Agora : tentatives de définition
De JFCM
Agora – tentative de définition[modifier]
https://nowakowski.hypotheses.org/76 par Samuel Nowakowski
- Une définition d’Agora ? Quel serait le premier réflexe d’un individu issu de la génération Petite Poucette si bien décrite par Michel Serres (M. Serres, 2014) pour obtenir cette définition ? Rien de plus simple ! Il suffit de sortir sa poche son smartphone et, de ses deux pouces, faire appel à son moteur de recherche favori, quelques manipulations et voici qu’apparaît cette indiscutable première page que nous appellerons de(s)finition – nous choisissons d’introduire ce mot visant à rendre compte, par le « de(s) », que la définition unique n’existe plus, que l’ère du savoir unique a fini. À partir de maintenant, nous écrirons de(s)finition avec un « s ».

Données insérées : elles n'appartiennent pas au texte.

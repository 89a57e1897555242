// Copyright (C) 2026 Fred Clausen
// Use of this source code is governed by an MIT-style
// license that can be found in the LICENSE file or at
// https://opensource.org/licenses/MIT.

#![deny(
    clippy::pedantic,
    clippy::cargo,
    clippy::nursery,
    clippy::style,
    clippy::correctness,
    clippy::all
)]
#![allow(clippy::multiple_crate_versions)]

use axum::{
    Json, Router,
    extract::{Path, Query, State as AxumState},
    http::StatusCode,
    response::{IntoResponse, Response},
    routing::{get, put},
};
use clap::Parser;
use courtbook::{Clock, SystemClock};
use courtbook_api::{
    ApiError, CreateOccupationRequest, DeleteOccupationRequest, DeleteOccupationResponse,
    FieldErrorInfo, ListInstallationsResponse, ListOccupationsResponse,
    OccupationMutationResponse, UpdateOccupationRequest, create_occupation, delete_occupation,
    list_installations, list_occupations, load_installations, update_occupation,
};
use courtbook_audit::Cause;
use courtbook_domain::{ErrorCode, Installations};
use courtbook_persistence::Persistence;
use serde::{Deserialize, Serialize};
use std::path::PathBuf;
use std::sync::Arc;
use tokio::sync::Mutex;
use tracing::{error, info, warn};

/// Court booking server - HTTP front end for the occupation engine
#[derive(Parser, Debug)]
#[command(author, version, about, long_about = None)]
struct Args {
    /// Path to the `SQLite` database file. If not provided, uses in-memory database.
    #[arg(short, long)]
    database: Option<String>,

    /// Path to the installation configuration (JSON)
    #[arg(short, long)]
    installations: PathBuf,

    /// Port to bind the server to
    #[arg(short, long, default_value_t = 3000)]
    port: u16,
}

/// Application state shared across handlers.
///
/// The persistence layer sits behind a Mutex; the configuration is
/// read-only after startup.
#[derive(Clone)]
struct AppState {
    /// The persistence layer for occupations and audit events.
    persistence: Arc<Mutex<Persistence>>,
    /// All configured installations.
    installations: Arc<Installations>,
    /// Source of the current instant.
    clock: Arc<dyn Clock + Send + Sync>,
}

/// Request body for mutating endpoints: the API request plus the cause
/// recorded in the audit trail.
#[derive(Debug, Clone, Deserialize, Serialize)]
struct WithCause<T> {
    /// The API request.
    #[serde(flatten)]
    request: T,
    /// Identifier of the client request, e.g. a correlation id.
    #[serde(default = "default_cause_id")]
    cause_id: String,
    /// Why the change is made.
    #[serde(default)]
    cause_description: String,
}

fn default_cause_id() -> String {
    String::from("http")
}

impl<T> WithCause<T> {
    fn into_parts(self) -> (T, Cause) {
        (self.request, Cause::new(self.cause_id, self.cause_description))
    }
}

/// Query parameters for GET `/occupations`.
#[derive(Debug, Clone, Deserialize)]
struct ListOccupationsQuery {
    /// The installation to list.
    installation_id: i64,
    /// The day, as `YYYY-MM-DD`.
    date: String,
}

/// Error response body.
#[derive(Debug, Clone, Serialize, Deserialize)]
struct ErrorResponse {
    /// Failure category.
    error: String,
    /// The violated rule, for authorization failures and conflicts.
    #[serde(skip_serializing_if = "Option::is_none")]
    code: Option<ErrorCode>,
    /// Human-readable description.
    message: String,
    /// Every field error of a validation failure.
    field_errors: Vec<FieldErrorInfo>,
}

/// HTTP error wrapper that implements `IntoResponse`.
struct HttpError {
    /// The HTTP status code.
    status: StatusCode,
    /// The response body.
    body: ErrorResponse,
}

impl HttpError {
    fn new(status: StatusCode, error: &str, code: Option<ErrorCode>, message: String) -> Self {
        Self {
            status,
            body: ErrorResponse {
                error: error.to_string(),
                code,
                message,
                field_errors: Vec::new(),
            },
        }
    }
}

impl IntoResponse for HttpError {
    fn into_response(self) -> Response {
        (self.status, Json(self.body)).into_response()
    }
}

impl From<ApiError> for HttpError {
    fn from(err: ApiError) -> Self {
        let message: String = err.to_string();
        match err {
            ApiError::AuthenticationFailed { .. } => {
                Self::new(StatusCode::UNAUTHORIZED, "authentication", None, message)
            }
            ApiError::Unauthorized {
                code: code @ (ErrorCode::NoReservationSystem | ErrorCode::InvalidReservationType),
                message,
            } => Self::new(StatusCode::NOT_FOUND, "authorization", Some(code), message),
            ApiError::Unauthorized { code, message } => {
                Self::new(StatusCode::FORBIDDEN, "authorization", Some(code), message)
            }
            ApiError::ValidationFailed { errors } => Self {
                status: StatusCode::UNPROCESSABLE_ENTITY,
                body: ErrorResponse {
                    error: String::from("validation"),
                    code: None,
                    message,
                    field_errors: errors,
                },
            },
            ApiError::Conflict { code, message } => {
                Self::new(StatusCode::CONFLICT, "conflict", Some(code), message)
            }
            ApiError::InvalidInput { .. } => {
                Self::new(StatusCode::BAD_REQUEST, "invalid_input", None, message)
            }
            ApiError::ResourceNotFound { .. } => {
                Self::new(StatusCode::NOT_FOUND, "not_found", None, message)
            }
            ApiError::Internal { .. } => {
                error!(error = %message, "Internal error");
                Self::new(StatusCode::INTERNAL_SERVER_ERROR, "internal", None, message)
            }
        }
    }
}

/// Handler for GET `/installations` endpoint.
#[allow(clippy::unused_async)]
async fn handle_list_installations(
    AxumState(app_state): AxumState<AppState>,
) -> Json<ListInstallationsResponse> {
    Json(list_installations(&app_state.installations))
}

/// Handler for GET `/occupations` endpoint.
///
/// Lists one installation's occupations on one day.
async fn handle_list_occupations(
    AxumState(app_state): AxumState<AppState>,
    Query(query): Query<ListOccupationsQuery>,
) -> Result<Json<ListOccupationsResponse>, HttpError> {
    info!(
        installation_id = query.installation_id,
        date = %query.date,
        "Handling list_occupations request"
    );

    let mut persistence = app_state.persistence.lock().await;
    let response: ListOccupationsResponse = list_occupations(
        &mut persistence,
        &app_state.installations,
        query.installation_id,
        &query.date,
    )?;
    drop(persistence);

    Ok(Json(response))
}

/// Handler for POST `/occupations` endpoint.
///
/// Books a new occupation.
async fn handle_create_occupation(
    AxumState(app_state): AxumState<AppState>,
    Json(req): Json<WithCause<CreateOccupationRequest>>,
) -> Result<(StatusCode, Json<OccupationMutationResponse>), HttpError> {
    info!(
        actor_id = %req.request.actor.actor_id,
        installation_id = req.request.occupation.installation_id,
        "Handling create_occupation request"
    );
    let (request, cause) = req.into_parts();

    let mut persistence = app_state.persistence.lock().await;
    let response: OccupationMutationResponse = create_occupation(
        &mut persistence,
        &app_state.installations,
        &request,
        cause,
        app_state.clock.as_ref(),
    )
    .inspect_err(|e| warn!(error = %e, "Occupation create rejected"))?;
    drop(persistence);

    Ok((StatusCode::CREATED, Json(response)))
}

/// Handler for PUT `/occupations/{id}` endpoint.
///
/// Replaces a stored occupation. The path id wins over any id in the body.
async fn handle_update_occupation(
    AxumState(app_state): AxumState<AppState>,
    Path(occupation_id): Path<i64>,
    Json(req): Json<WithCause<UpdateOccupationRequest>>,
) -> Result<Json<OccupationMutationResponse>, HttpError> {
    info!(
        actor_id = %req.request.actor.actor_id,
        occupation_id,
        "Handling update_occupation request"
    );
    let (mut request, cause) = req.into_parts();
    request.occupation_id = occupation_id;

    let mut persistence = app_state.persistence.lock().await;
    let response: OccupationMutationResponse = update_occupation(
        &mut persistence,
        &app_state.installations,
        &request,
        cause,
        app_state.clock.as_ref(),
    )
    .inspect_err(|e| warn!(error = %e, "Occupation update rejected"))?;
    drop(persistence);

    Ok(Json(response))
}

/// Handler for DELETE `/occupations/{id}` endpoint.
async fn handle_delete_occupation(
    AxumState(app_state): AxumState<AppState>,
    Path(occupation_id): Path<i64>,
    Json(req): Json<WithCause<DeleteOccupationRequest>>,
) -> Result<Json<DeleteOccupationResponse>, HttpError> {
    info!(
        actor_id = %req.request.actor.actor_id,
        occupation_id,
        "Handling delete_occupation request"
    );
    let (mut request, cause) = req.into_parts();
    request.occupation_id = occupation_id;

    let mut persistence = app_state.persistence.lock().await;
    let response: DeleteOccupationResponse = delete_occupation(
        &mut persistence,
        &app_state.installations,
        &request,
        cause,
        app_state.clock.as_ref(),
    )
    .inspect_err(|e| warn!(error = %e, "Occupation delete rejected"))?;
    drop(persistence);

    Ok(Json(response))
}
// Copyright (C) 2026 Fred Clausen
// Use of this source code is governed by an MIT-style
// license that can be found in the LICENSE file or at
// https://opensource.org/licenses/MIT.

#![allow(clippy::expect_used, clippy::unwrap_used)]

- Ma de(s)finition … obtenues de l’évaluation d’une formule mathématique prenant en compte quelques centaines de paramètres, paramètres qui sont extraits de mes usages, de leur historique par l’analyse de toutes les données collectées et stockées. Ces formules mathématiques font de l’univers de cette nouvelle agora quelque chose qu’il est possible de rapprocher de la théorie de la poussière élaborée par Max Tegmark (Tegmark, 2014) – selon lui, l’univers est mathématique, et l’être en cet univers est lui aussi mathématique. Donc, dans cet univers, chaque affichage calculé, pondéré et personnalisé proposera un ensemble de résultats, différents pour chaque individu. La de(s)finition obtenue par le calcul (calcul effectué le 9 mars 2015 – la date est importante puisque la de(s)finition varie également dans le temps) donne alors dans l’ordre,
- un environnement numérique de travail d’une université,
- un espace commun de collèges du département des Alpes maritimes,
- un lieu de loisirs,
- un film,
- la page wikipédia
- et à nouveau un espace numérique de travail d’une université !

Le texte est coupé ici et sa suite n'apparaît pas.